I am fortunate. I am, to quote Shakespeare, wealthy in my friends.




Thursday, October 27, 2016


 I love parades, and every year I try to get to one or two. The July 4th extravaganza held in downtown Washington, DC, is fine and spectacular, but I prefer the small-town events, where policemen close off the main street and there’s a sense of helter-skelter joy.

Arielle and I went to the Vienna Halloween parade last night, and it didn’t disappoint. There were the usual motorcycle cops doing stunts on their Harleys, and the Shriners blasting around in those tiny red cars they actually seem to wear around their waists. There were fire engines galore, which made me wonder what would happen in case of a fire? Would they plow through the crowds in their hurry to get to the flames? No. I jest. Of course they wouldn’t. Would they?

There were a couple of band-and-drum squads, and I thought it interesting that as soon as the drums started pounding out their complex beats, people began reacting to the rhythm—not obviously, just a sway of the hips here and a head bobbing there. Age or gender didn’t matter. Music makes people move.

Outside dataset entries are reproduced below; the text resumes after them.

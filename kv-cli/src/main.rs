use std::env;
use std::io::{stdin, IsTerminal};
use std::panic;
use std::sync::atomic::{AtomicBool, Ordering};
use std::sync::Arc;

use anyhow::Result;
use clap::Parser;
use log::info;

use kvcore::apply::Node;
use kvcore::raft::SingleNodeRaft;
use kvcore::storage::engine::Engine;
use kvcore::storage::memory::ShardedMemory;
use kvcore::storage::persistent::Persistent;
use kvserverd::repl::Repl;
use kvserverd::server::{self, config::ConfigLoad, config::EngineKind};
use kvserverd::trace;

#[derive(Debug, Parser, PartialEq)]
#[command(version, author, about)]
pub struct Args {
    /// Configuration file path.
    #[clap(short = 'c', long = "config", default_value = "config/kvserverd.yaml")]
    config: String,

    #[clap(short = 'l', long, default_value = "info")]
    log_level: String,

    /// Skip starting the gRPC server and drop into a debug REPL against an
    /// in-process, non-replicated node instead.
    #[clap(long)]
    repl: bool,

    /// Force non-interactive REPL mode: read queries from stdin as a batch
    /// instead of opening an interactive line editor.
    #[clap(short = 'n', long)]
    non_interactive: bool,
}

#[tokio::main]
pub async fn main() -> Result<()> {
    setup_panic_hooks();

    let args = Args::parse();

    let log_dir = format!("{}/.kvserverd", env::var("HOME").unwrap_or_else(|_| ".".to_string()));
    let _guards = trace::init_logging(&log_dir, &args.log_level).await?;
    info!("kvserverd starting, args: {:?}", &args);

    let cfg = ConfigLoad::load(&args.config).unwrap_or_else(|err| {
        log::warn!("failed to load config from {:?}, using defaults: {err}", &args.config);
        ConfigLoad::default()
    });

    if args.repl {
        run_repl(cfg, args.non_interactive).await
    } else {
        server::run(cfg).await
    }
}

async fn run_repl(cfg: ConfigLoad, non_interactive: bool) -> Result<()> {
    let engine: Box<dyn Engine> = match cfg.engine {
        EngineKind::Memory => Box::new(ShardedMemory::new()),
        EngineKind::Persistent => Box::new(Persistent::new(cfg.data_dir())?),
    };
    let raft = Arc::new(SingleNodeRaft::new());
    let node = Arc::new(Node::new(engine, raft, 0));
    tokio::spawn(node.clone().spawn_apply_loop());

    let running = Arc::new(AtomicBool::new(true));
    let r = running.clone();
    ctrlc::set_handler(move || r.store(false, Ordering::SeqCst))
        .expect("error setting Ctrl-C handler");

    let repl = Repl::new(node, running, cfg.prompt.clone());

    let is_repl = stdin().is_terminal() && !non_interactive;
    if is_repl {
        repl.handle_repl().await;
    } else {
        repl.handle_reader(stdin().lock()).await?;
    }
    Ok(())
}

fn setup_panic_hooks() {
    let meta = human_panic::Metadata {
        version: env!("CARGO_PKG_VERSION").into(),
        name: env!("CARGO_PKG_NAME").into(),
        authors: env!("CARGO_PKG_AUTHORS").replace(':', ", ").into(),
        homepage: env!("CARGO_PKG_HOMEPAGE").into(),
    };

    let default_hook = panic::take_hook();
    if env::var("RUST_BACKTRACE").is_err() {
        panic::set_hook(Box::new(move |info: &panic::PanicInfo| {
            default_hook(info);
            let file_path = human_panic::handle_dump(&meta, info);
            human_panic::print_msg(file_path, &meta)
                .expect("human-panic: printing error message to console failed");
        }));
    }
}
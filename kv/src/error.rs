use thiserror::Error;

/// Errors produced by the store core.
///
/// Each variant corresponds to a client-visible error class; the server
/// boundary (in `kv-cli`) maps these to `tonic::Status` codes. Variants are
/// structured rather than free-form strings so that mapping does not rely on
/// matching on message text.
#[derive(Error, Debug)]
pub enum Error {
    #[error("key not found")]
    KeyNotFound,

    #[error("required revision has been compacted, compact revision is {compact_revision}")]
    Compacted { compact_revision: i64 },

    #[error("required revision is a future revision, current revision is {current_revision}")]
    FutureRev { current_revision: i64 },

    #[error("lease {id} not found")]
    LeaseNotFound { id: i64 },

    #[error("lease {id} already exists")]
    LeaseExists { id: i64 },

    #[error("permission denied: {0}")]
    PermissionDenied(String),

    #[error("unauthenticated: {0}")]
    Unauthenticated(String),

    #[error("invalid argument: {0}")]
    InvalidArgument(String),

    #[error("unavailable: {0}")]
    Unavailable(String),

    #[error("deadline exceeded")]
    DeadlineExceeded,

    #[error("canceled")]
    Canceled,

    #[error("resource exhausted: {0}")]
    ResourceExhausted(String),

    #[error("internal error: {0}")]
    Internal(String),

    #[error("encode error: {0}")]
    Encode(String),

    #[error("decode error: {0}")]
    Decode(String),

    #[error(transparent)]
    Io(#[from] std::io::Error),
}

impl Error {
    /// Convenience constructor mirroring the upstream crate's use of
    /// ad-hoc string errors for unexpected engine faults.
    pub fn internal(msg: impl Into<String>) -> Self {
        Error::Internal(msg.into())
    }
}

pub type CResult<T> = Result<T, Error>;
use std::sync::atomic::{AtomicI64, Ordering};

/// Process-wide monotonic 64-bit counter. Every committed mutating log entry
/// obtains exactly one new revision by calling `next()`. Reads observe the
/// current value via `get()` without advancing it.
///
/// Only the apply loop calls `next()`; everything else only reads.
#[derive(Debug, Default)]
pub struct RevisionSource {
    current: AtomicI64,
}

impl RevisionSource {
    pub fn new(start: i64) -> Self {
        Self { current: AtomicI64::new(start) }
    }

    /// Advances the counter by one and returns the new revision.
    pub fn next(&self) -> i64 {
        self.current.fetch_add(1, Ordering::SeqCst) + 1
    }

    /// Returns the current revision without advancing it.
    pub fn get(&self) -> i64 {
        self.current.load(Ordering::SeqCst)
    }

    /// Used by a storage engine restoring state from disk or from a snapshot.
    pub fn restore(&self, value: i64) {
        self.current.store(value, Ordering::SeqCst);
    }
}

There were dinosaurs. Arielle said they were T Rexes. I thought they were velociraptors, except I think velociraptors might have been invented to meet the needs of the Jurassic Park franchise, so she was probably right, as she sometimes is. There was a family of white-haired Einsteins, and some vertebrae trying and failing to join up as a spine. Yes, the disembodied backbone was sponsored by a chiropractor’s office.

There was a sort of strange Santa whose beard had migrated from his chin to the middle of his chest, so it looked as if a troll was growing out of his red suit.

My favorites are always the kids, be they in a semi-organized dance troupe or as small hordes bouncing around indiscriminately. A bevy of young girls ran in circles waving their arms. There was, I’m sure, a purpose to this. I particularly enjoyed the karate dojo that had five-year-olds breaking boards. One little white-belted boy kicked at his furiously with little success. His sensei surreptitiously bent the board. The kid gave a mighty kiai and put his foot through it. Success is always subjective.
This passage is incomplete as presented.